Fig. 11B. (Continued) B 259A(LNEI-ST)-2 after being cultured in non-selective medium (YEP+glucose) for more than 50 generations. These results demonstrate that the Saccharomyces yeast strain 259A(LNH-ST)-2 is stable and retain its ability to effectively ferment xylose without relying on the presence of any selection pressure. On the contrary, genetically engineered yeast 259A(pLNH32), with the xylose metabolizing genes cloned on the high copy number plasmid pLNH32, will lose its ability to ferment xylose after being cultured in the same non selective medium for even just 20 generations (data not shown). Also note that 259A(LNH-ST)-2 is one of the 259A strain containing the integrated xylose metabolizing genes that was chosen to carry out these studies but not the one that is most effective for fermenting xylose.

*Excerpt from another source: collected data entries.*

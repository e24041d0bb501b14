//! Terminal user interface for stepdeck.
//!
//! The presenter is an input and rendering surface over
//! [`crate::core::PresentationEngine`] built on ratatui.

pub mod presenter;

pub use presenter::{Action, PresenterOptions, PresenterTui, command_for_key, run_presenter};
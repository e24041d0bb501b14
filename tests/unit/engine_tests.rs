use stepdeck::core::{Command, PresentationEngine};
use stepdeck::test_utils::fixtures::deck_with_counts;
use stepdeck::test_utils::{TestCase, run_table_tests};

type Script = (&'static [usize], Vec<Command>);

fn script(counts: &'static [usize], commands: Vec<Command>) -> Script {
    (counts, commands)
}

fn play((counts, commands): &Script) -> (usize, usize) {
    let mut engine = PresentationEngine::new(deck_with_counts(counts));
    for &command in commands {
        // rejected jumps leave the state alone
        let _ = engine.apply(command);
    }
    (engine.slide_index(), engine.reveal_step())
}

#[test]
fn navigation_scripts() {
    use Command::{Advance, JumpToSlide, Retreat};

    let cases: Vec<TestCase<Script, (usize, usize)>> = vec![
        TestCase::new("fresh engine", script(&[2, 0, 1], vec![]), (0, 0)),
        TestCase::new("first reveal", script(&[2, 0, 1], vec![Advance]), (0, 1)),
        TestCase::new(
            "slide with no units is a single state",
            script(&[2, 0, 1], vec![Advance; 4]),
            (2, 0),
        ),
        TestCase::new("advance saturates", script(&[2, 0, 1], vec![Advance; 12]), (2, 1)),
        TestCase::new(
            "retreat lands fully revealed",
            script(&[2, 0, 1], vec![JumpToSlide(1), Retreat]),
            (0, 2),
        ),
        TestCase::new(
            "retreat walks back one unit",
            script(&[2, 0, 1], vec![Advance, Advance, Retreat]),
            (0, 1),
        ),
        TestCase::new("retreat saturates", script(&[2, 0, 1], vec![Retreat, Retreat]), (0, 0)),
        TestCase::new(
            "jump discards reveal progress",
            script(&[2, 0, 1], vec![JumpToSlide(2), Advance, JumpToSlide(2)]),
            (2, 0),
        ),
        TestCase::new(
            "out of range jump is ignored",
            script(&[2, 0, 1], vec![Advance, JumpToSlide(5)]),
            (0, 1),
        ),
        TestCase::new("single state deck", script(&[0], vec![Advance, Retreat, Advance]), (0, 0)),
    ];

    run_table_tests(cases, play);
}

#[test]
fn reference_scenario_step_by_step() {
    let mut engine = PresentationEngine::new(deck_with_counts(&[2, 0, 1]));
    let mut seen = vec![(engine.slide_index(), engine.reveal_step())];
    for _ in 0..6 {
        engine.advance();
        seen.push((engine.slide_index(), engine.reveal_step()));
    }
    assert_eq!(
        seen,
        [(0, 0), (0, 1), (0, 2), (1, 0), (2, 0), (2, 1), (2, 1)]
    );

    let mut back = Vec::new();
    for _ in 0..3 {
        engine.retreat();
        back.push((engine.slide_index(), engine.reveal_step()));
    }
    assert_eq!(back, [(2, 0), (1, 0), (0, 2)]);
}

#[test]
fn reset_after_walking() {
    let mut engine = PresentationEngine::new(deck_with_counts(&[1, 3]));
    engine.jump_to_slide(1).unwrap();
    engine.advance();
    assert_eq!(engine.state_ordinal(), 3);

    engine.reset();
    assert!(engine.is_at_first_state());
    assert_eq!(engine.state_ordinal(), 0);
}
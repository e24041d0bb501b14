//! Slide-by-slide outline of a deck.

use std::path::Path;

use colored::Colorize;
use serde::Serialize;

use crate::cli::output::Formattable;
use crate::core::Deck;
use crate::error::Result;

const UNTITLED: &str = "(untitled)";

#[derive(Debug, Clone, Serialize)]
pub struct OutlineEntry {
    /// 1-based slide number.
    pub number: usize,
    pub title: Option<String>,
    pub reveal_units: usize,
    #[serde(skip_serializing_if = "Vec::is_empty")]
    pub transition: Vec<String>,
    #[serde(skip_serializing_if = "Option::is_none")]
    pub background: Option<String>,
}

#[derive(Debug, Clone, Serialize)]
pub struct DeckOutline {
    pub path: String,
    pub title: Option<String>,
    pub total_states: usize,
    pub slides: Vec<OutlineEntry>,
}

impl DeckOutline {
    #[must_use]
    pub fn new(path: &Path, deck: &Deck) -> Self {
        let slides = deck
            .slides()
            .iter()
            .enumerate()
            .map(|(i, slide)| OutlineEntry {
                number: i + 1,
                title: slide.title(),
                reveal_units: slide.reveal_unit_count(),
                transition: slide.transition().to_vec(),
                background: slide.background().map(str::to_string),
            })
            .collect();
        Self {
            path: path.display().to_string(),
            title: deck.meta().title.clone(),
            total_states: deck.total_states(),
            slides,
        }
    }

    fn entry_line(entry: &OutlineEntry, styled: bool) -> String {
        let title = entry.title.as_deref().unwrap_or(UNTITLED);
        let reveal = match entry.reveal_units {
            0 => String::new(),
            1 => " (+1 step)".to_string(),
            n => format!(" (+{n} steps)"),
        };
        if styled {
            format!(
                "{} {}{}",
                format!("{:>3}.", entry.number).dimmed(),
                title,
                reveal.cyan()
            )
        } else {
            format!("{:>3}. {title}{reveal}", entry.number)
        }
    }
}

impl Formattable for DeckOutline {
    fn format_human(&self) -> String {
        let heading = self.title.as_deref().unwrap_or(&self.path);
        let mut lines = vec![heading.bold().to_string(), String::new()];
        lines.extend(self.slides.iter().map(|e| Self::entry_line(e, true)));
        lines.push(String::new());
        lines.push(
            format!("{} slides, {} states", self.slides.len(), self.total_states)
                .dimmed()
                .to_string(),
        );
        lines.join("\n")
    }

    fn format_plain(&self) -> String {
        self.slides
            .iter()
            .map(|e| Self::entry_line(e, false))
            .collect::<Vec<_>>()
            .join("\n")
    }

    fn to_json(&self) -> Result<serde_json::Value> {
        Ok(serde_json::to_value(self)?)
    }
}
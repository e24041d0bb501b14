use stepdeck::DeckError;
use stepdeck::core::{Fragment, ProgressStyle};
use stepdeck::loader::{DeckFormat, load_deck, parse_deck};
use stepdeck::test_utils::fixtures::DeckFixture;

const MEDIA_DECK: &str = r#"
title: Media
progress: none
slides:
  - content:
      - kind: heading
        text: Screenshots
        level: 2
    reveal:
      - kind: image
        src: before.png
        alt: Before
      - kind: video
        src: demo.mp4
      - kind: link
        href: https://example.org
"#;

#[test]
fn yaml_deck_with_every_media_kind() {
    let deck = parse_deck(MEDIA_DECK, DeckFormat::Yaml).unwrap();
    assert_eq!(deck.meta().progress, ProgressStyle::None);

    let kinds: Vec<&str> = deck.slides()[0]
        .reveal_units()
        .iter()
        .map(|unit| unit.content().kind())
        .collect();
    assert_eq!(kinds, ["image", "video", "link"]);
    assert_eq!(
        deck.slides()[0].content()[0],
        Fragment::Heading {
            text: "Screenshots".to_string(),
            level: 2
        }
    );
}

#[test]
fn empty_media_source_is_invalid() {
    let raw = r#"{"slides": [{"reveal": [{"kind": "video", "src": " "}]}]}"#;
    let err = parse_deck(raw, DeckFormat::Json).unwrap_err();
    assert!(matches!(err, DeckError::InvalidDeck(ref msg) if msg.contains("slide 1")));
}

#[test]
fn unknown_top_level_field_is_rejected() {
    let raw = "theme = \"dark\"\n[[slides]]\ncontent = []\n";
    assert!(matches!(
        parse_deck(raw, DeckFormat::Toml),
        Err(DeckError::Parse(_))
    ));
}

#[test]
fn load_from_disk_by_extension() {
    let fixture = DeckFixture::new();
    let path = fixture.write("media.yml", MEDIA_DECK);
    let deck = load_deck(&path).unwrap();
    assert_eq!(deck.total_states(), 4);

    let unsupported = fixture.write("deck.md", "# not a deck");
    assert!(matches!(
        load_deck(&unsupported),
        Err(DeckError::UnsupportedFormat(_))
    ));
}
impl PresenterTui {
    #[must_use]
    pub const fn new(engine: PresentationEngine, options: PresenterOptions) -> Self {
        Self {
            engine,
            options,
            jump_buffer: String::new(),
            overview: None,
            show_help: false,
            status_message: None,
        }
    }

    #[must_use]
    pub const fn engine(&self) -> &PresentationEngine {
        &self.engine
    }

    #[must_use]
    pub fn status_message(&self) -> Option<&str> {
        self.status_message.as_deref()
    }

    /// Run the main loop until the user quits; returns the final position.
    pub fn run(
        mut self,
        terminal: &mut Terminal<CrosstermBackend<Stdout>>,
    ) -> Result<NavigationState> {
        let tick = Duration::from_millis(self.options.tick_ms);
        loop {
            terminal.draw(|f| self.draw(f))?;

            if event::poll(tick)? {
                if let Event::Key(key) = event::read()? {
                    if key.kind != KeyEventKind::Press {
                        continue;
                    }
                    if self.handle_key(key.code, key.modifiers) == Action::Quit {
                        return Ok(self.engine.state());
                    }
                }
            }
        }
    }

    fn draw(&mut self, f: &mut Frame) {
        let progress_height = if self.options.show_progress
            && self.options.progress_style != ProgressStyle::None
        {
            1
        } else {
            0
        };
        let chunks = Layout::default()
            .direction(Direction::Vertical)
            .constraints([
                Constraint::Length(1),               // Title bar
                Constraint::Min(3),                  // Slide
                Constraint::Length(progress_height), // Progress
                Constraint::Length(1),               // Help bar
            ])
            .split(f.area());

        self.draw_title_bar(f, chunks[0]);
        self.draw_slide(f, chunks[1]);
        if progress_height > 0 {
            self.draw_progress(f, chunks[2]);
        }
        self.draw_help_bar(f, chunks[3]);

        if self.overview.is_some() {
            self.draw_overview(f);
        }
        if self.show_help {
            Self::draw_help_overlay(f);
        }
    }

    fn draw_title_bar(&self, f: &mut Frame, area: Rect) {
        let visible = self.engine.current_visible_content();
        let deck_title = self
            .engine
            .deck()
            .meta()
            .title
            .clone()
            .unwrap_or_else(|| "stepdeck".to_string());

        let mut spans = vec![
            Span::styled(deck_title, Style::default().add_modifier(Modifier::BOLD)),
            Span::raw(format!(
                " | slide {} / {}",
                visible.slide_index + 1,
                visible.slide_count
            )),
        ];
        if visible.reveal_unit_count > 0 {
            spans.push(Span::raw(format!(
                " | step {} / {}",
                visible.reveal_step, visible.reveal_unit_count
            )));
        }
        if self.options.show_metadata {
            if !visible.transition.is_empty() {
                spans.push(Span::raw(format!(" | {}", visible.transition.join(" "))));
            }
            if let Some(background) = visible.background {
                spans.push(Span::raw(format!(" | bg:{background}")));
            }
        }
        if let Some(message) = &self.status_message {
            spans.push(Span::styled(
                format!(" | {message}"),
                Style::default().fg(Color::Red),
            ));
        }

        let paragraph = Paragraph::new(Line::from(spans)).style(Style::default().fg(Color::Cyan));
        f.render_widget(paragraph, area);
    }

    fn draw_slide(&self, f: &mut Frame, area: Rect) {
        let title = self
            .engine
            .current_slide()
            .title()
            .map(|t| format!(" {t} "))
            .unwrap_or_default();
        let paragraph = Paragraph::new(self.slide_text())
            .block(Block::default().borders(Borders::ALL).title(title))
            .wrap(Wrap { trim: false });
        f.render_widget(paragraph, area);
    }

    fn draw_progress(&self, f: &mut Frame, area: Rect) {
        let ordinal = self.engine.state_ordinal() + 1;
        let total = self.engine.total_states();
        match self.options.progress_style {
            ProgressStyle::Bar => {
                let gauge = Gauge::default()
                    .gauge_style(Style::default().fg(Color::Cyan).bg(Color::Black))
                    .ratio(self.engine.progress().clamp(0.0, 1.0))
                    .label(format!("{ordinal} / {total}"));
                f.render_widget(gauge, area);
            }
            ProgressStyle::Number => {
                let paragraph = Paragraph::new(format!("{ordinal} / {total}"))
                    .style(Style::default().fg(Color::Cyan));
                f.render_widget(paragraph, area);
            }
            ProgressStyle::None => {}
        }
    }

    fn draw_help_bar(&self, f: &mut Frame, area: Rect) {
        let help_text = if self.overview.is_some() {
            "j/k: select  Enter: go to slide  Esc/o: close".to_string()
        } else if self.jump_buffer.is_empty() {
            "→/Space: next  ←: back  g/G: first/last  <n>Enter: jump  o: overview  ?: help  q: quit"
                .to_string()
        } else {
            format!("jump to slide: {}_  (Enter to go, Esc to cancel)", self.jump_buffer)
        };

        let paragraph = Paragraph::new(help_text).style(Style::default().fg(Color::DarkGray));
        f.render_widget(paragraph, area);
    }

    fn draw_overview(&mut self, f: &mut Frame) {
        let popup = centered(f.area(), 60, 20);
        let items: Vec<ListItem> = self
            .engine
            .deck()
            .slides()
            .iter()
            .enumerate()
            .map(|(i, slide)| {
                let title = slide.title().unwrap_or_else(|| "(untitled)".to_string());
                let marker = if i == self.engine.slide_index() { "*" } else { " " };
                ListItem::new(Line::from(vec![
                    Span::styled(format!("{marker}{:>3}. ", i + 1), Style::default().fg(Color::DarkGray)),
                    Span::raw(title),
                ]))
            })
            .collect();

        let list = List::new(items)
            .block(
                Block::default()
                    .borders(Borders::ALL)
                    .border_style(Style::default().fg(Color::Cyan))
                    .title(" Slides "),
            )
            .highlight_style(Style::default().add_modifier(Modifier::REVERSED))
            .highlight_symbol("> ");

        f.render_widget(Clear, popup);
        if let Some(state) = self.overview.as_mut() {
            f.render_stateful_widget(list, popup, state);
        }
    }

    fn draw_help_overlay(f: &mut Frame) {
        let help_area = centered(f.area(), 56, 18);
        f.render_widget(Clear, help_area);

        let help_text = vec![
            Line::from(Span::styled(
                "Keyboard Shortcuts",
                Style::default().add_modifier(Modifier::BOLD),
            )),
            Line::from(""),
            Line::from("  → ↓ Space l j n PgDn Enter   Reveal next / next slide"),
            Line::from("  ← ↑ Backspace h k p PgUp     Hide last / previous slide"),
            Line::from("  g / Home                     First slide"),
            Line::from("  G / End                      Last slide"),
            Line::from("  <number> Enter               Go to slide <number>"),
            Line::from("  o                            Slide overview"),
            Line::from("  q / Esc / Ctrl-C             Quit"),
            Line::from(""),
            Line::from("Press ? or Esc to close this help"),
        ];

        let paragraph = Paragraph::new(help_text)
            .block(
                Block::default()
                    .borders(Borders::ALL)
                    .border_style(Style::default().fg(Color::Cyan))
                    .title(" Help "),
            )
            .wrap(Wrap { trim: false });
        f.render_widget(paragraph, help_area);
    }

    /// Lines for the always-visible content followed by the revealed units.
    fn slide_text(&self) -> Text<'static> {
        let visible = self.engine.current_visible_content();
        let mut lines: Vec<Line<'static>> = Vec::new();
        for (i, fragment) in visible.fragments().enumerate() {
            if i > 0 {
                lines.push(Line::from(""));
            }
            lines.extend(fragment_lines(fragment));
        }
        Text::from(lines)
    }

    fn handle_key(&mut self, key: KeyCode, modifiers: KeyModifiers) -> Action {
        if key == KeyCode::Char('c') && modifiers.contains(KeyModifiers::CONTROL) {
            return Action::Quit;
        }

        if self.show_help {
            if matches!(key, KeyCode::Char('?' | 'q') | KeyCode::Esc | KeyCode::Enter) {
                self.show_help = false;
            }
            return Action::Continue;
        }

        if self.overview.is_some() {
            self.handle_overview_key(key);
            return Action::Continue;
        }

        match key {
            KeyCode::Char(digit) if digit.is_ascii_digit() => {
                self.jump_buffer.push(digit);
                return Action::Continue;
            }
            KeyCode::Enter if !self.jump_buffer.is_empty() => {
                self.submit_jump();
                return Action::Continue;
            }
            KeyCode::Backspace if !self.jump_buffer.is_empty() => {
                self.jump_buffer.pop();
                return Action::Continue;
            }
            KeyCode::Esc if !self.jump_buffer.is_empty() => {
                self.jump_buffer.clear();
                return Action::Continue;
            }
            KeyCode::Char('q') | KeyCode::Esc => return Action::Quit,
            KeyCode::Char('?') => {
                self.show_help = true;
                return Action::Continue;
            }
            KeyCode::Char('o') => {
                let mut state = ListState::default();
                state.select(Some(self.engine.slide_index()));
                self.overview = Some(state);
                return Action::Continue;
            }
            _ => {}
        }

        self.jump_buffer.clear();
        if let Some(command) = command_for_key(key, self.engine.deck().len()) {
            self.apply(command);
        }
        Action::Continue
    }

    fn handle_overview_key(&mut self, key: KeyCode) {
        let last = self.engine.deck().len() - 1;
        let Some(state) = self.overview.as_mut() else {
            return;
        };
        let selected = state.selected().unwrap_or(0);
        match key {
            KeyCode::Down | KeyCode::Char('j') => state.select(Some((selected + 1).min(last))),
            KeyCode::Up | KeyCode::Char('k') => state.select(Some(selected.saturating_sub(1))),
            KeyCode::Home | KeyCode::Char('g') => state.select(Some(0)),
            KeyCode::End | KeyCode::Char('G') => state.select(Some(last)),
            KeyCode::Enter => {
                self.overview = None;
                self.apply(Command::JumpToSlide(selected));
            }
            KeyCode::Esc | KeyCode::Char('o' | 'q') => self.overview = None,
            _ => {}
        }
    }

    fn submit_jump(&mut self) {
        let typed = std::mem::take(&mut self.jump_buffer);
        match typed.parse::<usize>() {
            Ok(number) if number > 0 => self.apply(Command::JumpToSlide(number - 1)),
            _ => self.status_message = Some(format!("No slide {typed}")),
        }
    }

    fn apply(&mut self, command: Command) {
        match self.engine.apply(command) {
            Ok(()) => self.status_message = None,
            Err(err) => {
                tracing::debug!(?command, error = %err, "command rejected");
                self.status_message = Some(err.to_string());
            }
        }
    }
}
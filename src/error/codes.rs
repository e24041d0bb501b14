//! Standardized error codes for machine-parseable output.
//!
//! Error codes follow a numeric taxonomy:
//! - 1xx: Navigation errors
//! - 2xx: Deck errors
//! - 3xx: Config errors
//! - 6xx: Storage errors
//! - 8xx: Validation errors
//! - 9xx: Internal errors

use serde::{Deserialize, Serialize};

/// Standardized error codes for machine output.
///
/// Each variant maps to a numeric code (e.g., `OutOfRange` -> E101).
#[derive(Debug, Clone, Copy, PartialEq, Eq, Hash, Serialize, Deserialize)]
#[serde(rename_all = "SCREAMING_SNAKE_CASE")]
pub enum ErrorCode {
    // ========================================
    // Navigation errors (1xx)
    // ========================================
    /// E101: Requested slide index is outside the deck
    OutOfRange,

    // ========================================
    // Deck errors (2xx)
    // ========================================
    /// E201: Deck file could not be located
    DeckNotFound,
    /// E202: Deck contains no slides
    DeckEmpty,
    /// E203: Deck file parsed but its contents are invalid
    DeckInvalid,
    /// E204: Deck file could not be parsed
    DeckParseError,
    /// E205: Deck file extension is not a known format
    DeckUnsupportedFormat,

    // ========================================
    // Config errors (3xx)
    // ========================================
    /// E302: Config file or override has an invalid value
    ConfigInvalid,
    /// E304: Required config value is missing
    ConfigMissingRequired,

    // ========================================
    // Storage errors (6xx)
    // ========================================
    /// E605: Serialization of output failed
    SerializationError,

    // ========================================
    // Validation errors (8xx)
    // ========================================
    /// E806: Command needs an interactive terminal
    TerminalRequired,

    // ========================================
    // Internal errors (9xx)
    // ========================================
    /// E906: IO operation failed
    IoError,
}

impl ErrorCode {
    /// Get the numeric error code (e.g., `OutOfRange` -> 101).
    #[must_use]
    pub const fn numeric(&self) -> u16 {
        match self {
            Self::OutOfRange => 101,

            Self::DeckNotFound => 201,
            Self::DeckEmpty => 202,
            Self::DeckInvalid => 203,
            Self::DeckParseError => 204,
            Self::DeckUnsupportedFormat => 205,

            Self::ConfigInvalid => 302,
            Self::ConfigMissingRequired => 304,

            Self::SerializationError => 605,

            Self::TerminalRequired => 806,

            Self::IoError => 906,
        }
    }

    /// Get the error code as a formatted string (e.g., "E101").
    #[must_use]
    pub fn code_string(&self) -> String {
        format!("E{}", self.numeric())
    }

    /// Get the default suggestion for this error code.
    #[must_use]
    pub const fn suggestion(&self) -> &'static str {
        match self {
            Self::OutOfRange => "Pick a slide number between 1 and the deck length. Run `stepdeck outline <deck>` to list slides",

            Self::DeckNotFound => "Pass a path to an existing deck file, or add its directory to `decks.search_paths`",
            Self::DeckEmpty => "Add at least one [[slides]] entry to the deck file",
            Self::DeckInvalid => "Run `stepdeck validate <deck>` for details on the offending slide",
            Self::DeckParseError => "Check the deck file syntax. Every fragment needs a `kind` of heading, text, code, image, video or link",
            Self::DeckUnsupportedFormat => "Use a .toml, .yaml, .yml or .json deck file",

            Self::ConfigInvalid => "Check TOML syntax in the config file and the STEPDECK_* environment variables",
            Self::ConfigMissingRequired => "Set the required config value in stepdeck.toml or the environment",

            Self::SerializationError => "The data format may be corrupted. Check input data for validity",

            Self::TerminalRequired => "Run `stepdeck present` from an interactive terminal, or use `stepdeck show` for non-interactive output",

            Self::IoError => "File operation failed. Check path exists and permissions are correct",
        }
    }

    /// Check if this error is potentially recoverable by the user.
    #[must_use]
    pub const fn is_recoverable(&self) -> bool {
        match self {
            Self::OutOfRange
            | Self::DeckNotFound
            | Self::DeckEmpty
            | Self::DeckInvalid
            | Self::DeckParseError
            | Self::DeckUnsupportedFormat
            | Self::ConfigInvalid
            | Self::ConfigMissingRequired
            | Self::TerminalRequired
            | Self::IoError => true,

            Self::SerializationError => false,
        }
    }

    /// Get the error category name.
    #[must_use]
    pub const fn category(&self) -> &'static str {
        match self.numeric() / 100 {
            1 => "navigation",
            2 => "deck",
            3 => "config",
            6 => "storage",
            8 => "validation",
            9 => "internal",
            _ => "unknown",
        }
    }

    /// Iterate over all error codes.
    pub fn all() -> impl Iterator<Item = Self> {
        [
            Self::OutOfRange,
            Self::DeckNotFound,
            Self::DeckEmpty,
            Self::DeckInvalid,
            Self::DeckParseError,
            Self::DeckUnsupportedFormat,
            Self::ConfigInvalid,
            Self::ConfigMissingRequired,
            Self::SerializationError,
            Self::TerminalRequired,
            Self::IoError,
        ]
        .into_iter()
    }
}

impl std::fmt::Display for ErrorCode {
    fn fmt(&self, f: &mut std::fmt::Formatter<'_>) -> std::fmt::Result {
        write!(f, "{}", self.code_string())
    }
}
use chrono::{DateTime, Utc};
use clap::ValueEnum;
use colored::Colorize;
use serde::Serialize;

use crate::error::{DeckError, ErrorCode, Result};

/// Output format for CLI commands
#[derive(Debug, Clone, Copy, PartialEq, Eq, ValueEnum, Default)]
pub enum OutputFormat {
    /// Human-readable formatted output with colors (default)
    #[default]
    Human,
    /// Pretty-printed JSON
    Json,
    /// Plain text without colors or formatting
    Plain,
}

impl OutputFormat {
    /// Parse the `output.format` config value.
    pub fn from_config(value: &str) -> Result<Self> {
        match value.to_lowercase().as_str() {
            "human" => Ok(Self::Human),
            "json" => Ok(Self::Json),
            "plain" => Ok(Self::Plain),
            other => Err(DeckError::Config(format!(
                "invalid output format {other} (expected human|json|plain)"
            ))),
        }
    }

    /// Check if this format should use colors
    #[must_use]
    pub const fn use_colors(&self) -> bool {
        matches!(self, Self::Human)
    }

    /// Check if this format is machine-readable
    #[must_use]
    pub const fn is_machine_readable(&self) -> bool {
        matches!(self, Self::Json)
    }
}

#[derive(Serialize)]
pub struct RobotResponse<T> {
    pub status: RobotStatus,
    pub timestamp: DateTime<Utc>,
    pub version: String,
    pub data: T,
    #[serde(skip_serializing_if = "Vec::is_empty")]
    pub warnings: Vec<String>,
}

#[derive(Serialize)]
#[serde(rename_all = "snake_case")]
pub enum RobotStatus {
    Ok,
    #[serde(rename = "error")]
    StructuredError {
        /// Error code enum value (e.g., "OUT_OF_RANGE")
        code: ErrorCode,
        numeric_code: u16,
        message: String,
        suggestion: String,
        #[serde(skip_serializing_if = "Option::is_none")]
        context: Option<serde_json::Value>,
        recoverable: bool,
        category: String,
    },
}

pub fn robot_ok<T: Serialize>(data: T) -> RobotResponse<T> {
    RobotResponse {
        status: RobotStatus::Ok,
        timestamp: Utc::now(),
        version: env!("CARGO_PKG_VERSION").to_string(),
        data,
        warnings: Vec::new(),
    }
}

/// Create a robot error response with codes, suggestions and context.
pub fn robot_error_structured(err: &DeckError) -> RobotResponse<serde_json::Value> {
    RobotResponse {
        status: RobotStatus::from(err),
        timestamp: Utc::now(),
        version: env!("CARGO_PKG_VERSION").to_string(),
        data: serde_json::Value::Null,
        warnings: Vec::new(),
    }
}

impl From<&DeckError> for RobotStatus {
    fn from(err: &DeckError) -> Self {
        let structured = err.to_structured();
        Self::StructuredError {
            code: structured.code,
            numeric_code: structured.numeric_code,
            message: structured.message,
            suggestion: structured.suggestion,
            context: structured.context,
            recoverable: structured.recoverable,
            category: structured.category,
        }
    }
}

pub fn emit_json<T: Serialize>(value: &T) -> Result<()> {
    let payload = serde_json::to_string_pretty(value)?;
    println!("{payload}");
    Ok(())
}

pub struct HumanLayout {
    lines: Vec<String>,
    key_width: usize,
    styled: bool,
}

impl HumanLayout {
    #[must_use]
    pub const fn new(styled: bool) -> Self {
        Self {
            lines: Vec::new(),
            key_width: 14,
            styled,
        }
    }

    pub fn title(&mut self, text: &str) -> &mut Self {
        let line = if self.styled {
            text.bold().to_string()
        } else {
            text.to_string()
        };
        self.lines.push(line);
        self.lines.push(String::new());
        self
    }

    pub fn kv(&mut self, key: &str, value: &str) -> &mut Self {
        let width = self.key_width;
        let line = if self.styled {
            // pad before styling so escape codes do not eat the width
            format!("{} {value}", format!("{key:width$}").dimmed())
        } else {
            format!("{key:width$} {value}")
        };
        self.lines.push(line);
        self
    }

    pub fn push_line(&mut self, line: impl Into<String>) -> &mut Self {
        self.lines.push(line.into());
        self
    }

    #[must_use]
    pub fn build(&self) -> String {
        self.lines.join("\n")
    }
}

/// Trait for types that can render themselves in every output format.
pub trait Formattable {
    fn format_human(&self) -> String;

    fn format_plain(&self) -> String;

    /// Payload placed under `data` in the JSON envelope.
    fn to_json(&self) -> Result<serde_json::Value>;
}

/// Emit a formattable value to stdout.
pub fn emit<T: Formattable>(value: &T, format: OutputFormat) -> Result<()> {
    match format {
        OutputFormat::Human => println!("{}", value.format_human()),
        OutputFormat::Plain => println!("{}", value.format_plain()),
        OutputFormat::Json => emit_json(&robot_ok(value.to_json()?))?,
    }
    Ok(())
}
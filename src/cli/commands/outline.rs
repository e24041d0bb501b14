//! stepdeck outline - List the slides of a deck

use clap::Args;

use crate::app::AppContext;
use crate::cli::formatters::DeckOutline;
use crate::cli::output::emit;
use crate::error::Result;

#[derive(Args, Debug)]
pub struct OutlineArgs {
    /// Deck file, or a deck name found on the configured search paths
    pub deck: String,
}

pub fn run(ctx: &AppContext, args: &OutlineArgs) -> Result<()> {
    let (path, deck) = ctx.load_deck(&args.deck)?;
    emit(&DeckOutline::new(&path, &deck), ctx.output_format)
}
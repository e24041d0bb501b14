//! Core deck types and navigation logic

pub mod deck;
pub mod engine;
pub mod visibility;

pub use deck::{Deck, DeckMeta, Fragment, ProgressStyle, RevealUnit, Slide};
pub use engine::{Command, NavigationState, PresentationEngine, VisibleContent};
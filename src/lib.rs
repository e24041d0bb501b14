//! stepdeck - sequential slide decks with stepwise progressive reveal.
//!
//! The navigation core lives in [`core`]: a [`core::Deck`] of slides, each
//! with always-visible content and an ordered list of reveal units, driven
//! by a [`core::PresentationEngine`]. Decks are loaded from TOML, YAML or
//! JSON by [`loader`]; [`tui`] and [`cli`] are the input and rendering
//! surfaces.

pub mod app;
pub mod cli;
pub mod config;
pub mod core;
pub mod error;
pub mod loader;
pub mod test_utils;
pub mod tui;

pub use error::{DeckError, Result};

/// Package version from Cargo.toml.
pub const VERSION: &str = env!("CARGO_PKG_VERSION");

Symbols: square glucose; circle xylose; triangle ethanol

need to apply any selection pressure to maintain its ability to ferment xylose to ethanol (data not shown) or utilize the sugar for growth as shown in Table 1. Furthermore, these superstable xylose-fermenting genetically engineered yeasts also coferment glucose and xylose to ethanol as effectively as or better than the plasmid-mediated recombinant yeasts such as 1400 (pLNH32) (data

not shown). These superstable genetically engineered Saccharomyces yeasts contain multiple copies of the same three gene cassette integrated into the host chromosome. Also our superstable xylose-fermenting yeast was developed by using a much improved new method for integrating multiple copies of genes into the yeast chromosome. This method for integrating multiple copies of gene(s) into the host chromosome is easy to accomplish and more importantly, it is also easy to control the copy-number of the integrated genes. Up to now, we have completed the development of three stable glucose-xylose-cofermenting Saccharomyces yeast strains 1400 (LNH-ST), 259A (LNH-ST), and 424A(LNHST) derived from three different parent strains of Saccharomyces yeasts. We are in the process of developing several more such stable glucose-xylose-coferment- ing yeast strains, including strains derived from special yeasts used by industry for the production of ethanol from starch or wood hydrolysates. Figure 11A,B demonstrate that the genetically engineered 259A (LNH-ST) cultured in nonselective medium for more than 50 generations still can ferment xylose as effective as 259A (LNH-ST) that has not been cultured in non-selective medium. The development of these stable genetically engineered xylose-fermenting Saccharomyces yeasts and the method of integrating multiple copies of gene(s) into the yeast chromosome have been briefly described previously [27] and the details in the development of these yeasts will be reported elsewhere.

7

Genetically Engineered Saccharomyces Yeasts Able to Coferment Glucose and Xylose Present in Crude Hydrolysates of Various Cellulosic Biomass by Batch or Continuous Process

Our genetically engineered Saccharomyces yeasts also can ferment glucose and xylose present in crude cellulosic hydrolysates very effectively as demonstrated in Figs. 12–15. The crude hydrolysates were prepared by different processes and provided to us by others. The hydrolysates were used directly for fermentation without any treatments to remove toxic inhibitors normally present in most hydrolysates. For fermentation, pregrown yeast cells were added to the hydrolysates to a cell density similar to those used for fermentation of pure sugars shown in Figs. 4 and 5. Yeast extracts were added to the hydrolysates to a final concentration of 1% and the pH of the hydrolysates was adjusted to 7.0 prior to fermentation but without further adjustment during fermentation. However, effective fermentation of both glucose and xylose was also obtained with our genetically engineered yeasts by initially adjusting the pH of the hydrolysate to 5.5 and by supplementing only 0.2% yeast extract for fermentation (data not shown). Independent studies were carried out by Moniruzzaman et al. to use 1400 (pLNH32 ) for fermenting sugars from hydrolysates of corn fiber and excellent results were also obtained [24].

The stable strain 1400 (LNH-ST) was confirmed to be able to effectively coferment glucose and xylose by a continuous process in a 9000-L pilot scale fermentor with both pure sugars and sugars from crude corn biomass hydrolysates as the feedstocks [25].